1a.  "Hewing Spear"  Any consensus on what this weapon was?

2.  Voulge  Clearing brush?  At least that's what they're sold for today and what I use mine for.  Eastern Europe?
http://www.lehmans.com/jump.jsp?itemType=PRODUCT&itemID=7466

3.  Bardiche  Eastern Europe 15-16th century?

4.  M&B Scythe  To me it looks like Fauchard.  When I think scythe I think the Grim Reaper model for harvesting wheat.

5.  Military Fork  Evolution of the pitchfork?

6.  Halberd
 
See, this is going to be really hard, because weapons evolved in shape and function.  In a continuous evolution, where do you say the new form starts and the old one stops?  :???:

1.  Glaive  Agricultural tool for trimming trees or evolved from the spear?
1a.  "Hewing Spear"  Any consensus on what this weapon was?
Well, define what a "glaive" looks like for me, will you?  The earliest date I can give you is the second half of the 11th century; a blunt-ended, machete-like blade on a stick in a mural in Byzantium.  By the the 12th century we have recognizable billhook-guisarmes and glaives in  murals and other sundry illuminations of varying quality.  And of course there's the Maciejowski bible.

2.  Voulge  Clearing brush?  At least that's what they're sold for today and what I use mine for.  Eastern Europe?
Again, define what a volgue is.  Differentiate it from a glaive or a billhook for me?  It's "Classical" or textbook shape originates in the 13th century.

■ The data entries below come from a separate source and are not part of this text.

//! Client configuration
//!
//! Selects the backend strategy (REST API or managed BaaS) and carries the
//! connection parameters. Built either from environment variables or through
//! the builder.

use std::time::Duration;

use thiserror::Error;

/// Default REST API base URL.
const DEFAULT_API_URL: &str = "http://127.0.0.1:5000/api";

/// Primary request timeout.
const DEFAULT_REQUEST_TIMEOUT: Duration = Duration::from_secs(10);

/// Reachability probe timeout. Bounded to a few seconds so a dead backend
/// fails fast instead of hanging loading state.
const DEFAULT_HEALTH_TIMEOUT: Duration = Duration::from_secs(3);

/// Period between session re-verifications.
const DEFAULT_REVERIFY_INTERVAL: Duration = Duration::from_secs(30 * 60);

/// Which backend implementation the gateway dispatches to.
#[derive(Debug, Clone, Copy, PartialEq, Eq, Default)]
pub enum BackendStrategy {
    /// The Skillversity REST API.
    #[default]
    Rest,
    /// The managed backend-as-a-service (Supabase-style HTTP surface).
    Baas,
}

impl std::str::FromStr for BackendStrategy {
    type Err = ConfigError;

    fn from_str(s: &str) -> Result<Self, Self::Err> {
        match s.to_ascii_lowercase().as_str() {
            "rest" => Ok(Self::Rest),
            "baas" => Ok(Self::Baas),
            other => Err(ConfigError::UnknownBackend(other.to_string())),
        }
    }
}

/// Client configuration.
#[derive(Debug, Clone)]
pub struct ClientConfig {
    /// Base URL of the selected backend.
    pub base_url: String,
    /// Backend strategy, fixed at startup.
    pub backend: BackendStrategy,
    /// Anonymous API key; required for the BaaS strategy.
    pub anon_key: Option<String>,
    /// Timeout for primary requests.
    pub request_timeout: Duration,
    /// Timeout for the reachability probe.
    pub health_timeout: Duration,
    /// Period between background session re-verifications.
    pub reverify_interval: Duration,
}

impl ClientConfig {
    /// Create a new builder.
    pub fn builder() -> ClientConfigBuilder {
        ClientConfigBuilder::default()
    }

    /// Build a configuration from environment variables:
    /// `SKILLVERSITY_API_URL`, `SKILLVERSITY_BACKEND`, `SKILLVERSITY_ANON_KEY`.
    pub fn from_env() -> Result<Self, ConfigError> {
        let mut builder = Self::builder();
        if let Ok(url) = std::env::var("SKILLVERSITY_API_URL") {
            builder = builder.base_url(url);
        }
        if let Ok(backend) = std::env::var("SKILLVERSITY_BACKEND") {
            builder = builder.backend(backend.parse()?);
        }
        if let Ok(key) = std::env::var("SKILLVERSITY_ANON_KEY") {
            builder = builder.anon_key(key);
        }
        builder.build()
    }
}

impl Default for ClientConfig {
    fn default() -> Self {
        Self {
            base_url: DEFAULT_API_URL.to_string(),
            backend: BackendStrategy::Rest,
            anon_key: None,
            request_timeout: DEFAULT_REQUEST_TIMEOUT,
            health_timeout: DEFAULT_HEALTH_TIMEOUT,
            reverify_interval: DEFAULT_REVERIFY_INTERVAL,
        }
    }
}

/// Builder for `ClientConfig`.
#[derive(Debug, Default)]
pub struct ClientConfigBuilder {
    base_url: Option<String>,
    backend: Option<BackendStrategy>,
    anon_key: Option<String>,
    request_timeout: Option<Duration>,
    health_timeout: Option<Duration>,
    reverify_interval: Option<Duration>,
}

impl ClientConfigBuilder {
    /// Set the backend base URL.
    pub fn base_url(mut self, url: impl Into<String>) -> Self {
        self.base_url = Some(url.into());
        self
    }

    /// Select the backend strategy.
    pub fn backend(mut self, backend: BackendStrategy) -> Self {
        self.backend = Some(backend);
        self
    }

    /// Set the BaaS anonymous key.
    pub fn anon_key(mut self, key: impl Into<String>) -> Self {
        self.anon_key = Some(key.into());
        self
    }

    /// Set the primary request timeout.
    pub fn request_timeout(mut self, timeout: Duration) -> Self {
        self.request_timeout = Some(timeout);
        self
    }

    /// Set the reachability probe timeout.
    pub fn health_timeout(mut self, timeout: Duration) -> Self {
        self.health_timeout = Some(timeout);
        self
    }

    /// Set the session re-verification period.
    pub fn reverify_interval(mut self, interval: Duration) -> Self {
        self.reverify_interval = Some(interval);
        self
    }

    /// Build and validate the configuration.
    pub fn build(self) -> Result<ClientConfig, ConfigError> {
        let base_url = self
            .base_url
            .unwrap_or_else(|| DEFAULT_API_URL.to_string());
        if base_url.trim().is_empty() {
            return Err(ConfigError::MissingValue("base_url"));
        }
        let backend = self.backend.unwrap_or_default();
        if backend == BackendStrategy::Baas && self.anon_key.is_none() {
            return Err(ConfigError::MissingValue("anon_key"));
        }
        Ok(ClientConfig {
            // Trailing slashes would double up when joining paths.
            base_url: base_url.trim_end_matches('/').to_string(),
            backend,
            anon_key: self.anon_key,
            request_timeout: self.request_timeout.unwrap_or(DEFAULT_REQUEST_TIMEOUT),
            health_timeout: self.health_timeout.unwrap_or(DEFAULT_HEALTH_TIMEOUT),
            reverify_interval: self
                .reverify_interval
                .unwrap_or(DEFAULT_REVERIFY_INTERVAL),
        })
    }
}

/// Configuration errors.
#[derive(Debug, Error)]
pub enum ConfigError {
    #[error("missing value: {0}")]
    MissingValue(&'static str),
    #[error("unknown backend strategy: {0}")]
    UnknownBackend(String),
}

3.  Bardiche  Eastern Europe 15-16th century?
  I can find you Dane axes that look an awful lot like bardiches... so is the axe a dane axe when it's in western europe and a bardiche when it's in eastern europe?  If so, I know it's at least as old as the 11th century.  That's about where I stop paying attention, so it may predate that by a significant amount.

6.  Halberd
A swiss invention from, IIRC, the early 14th century.  It's most recognizable form dates to the late 15th century.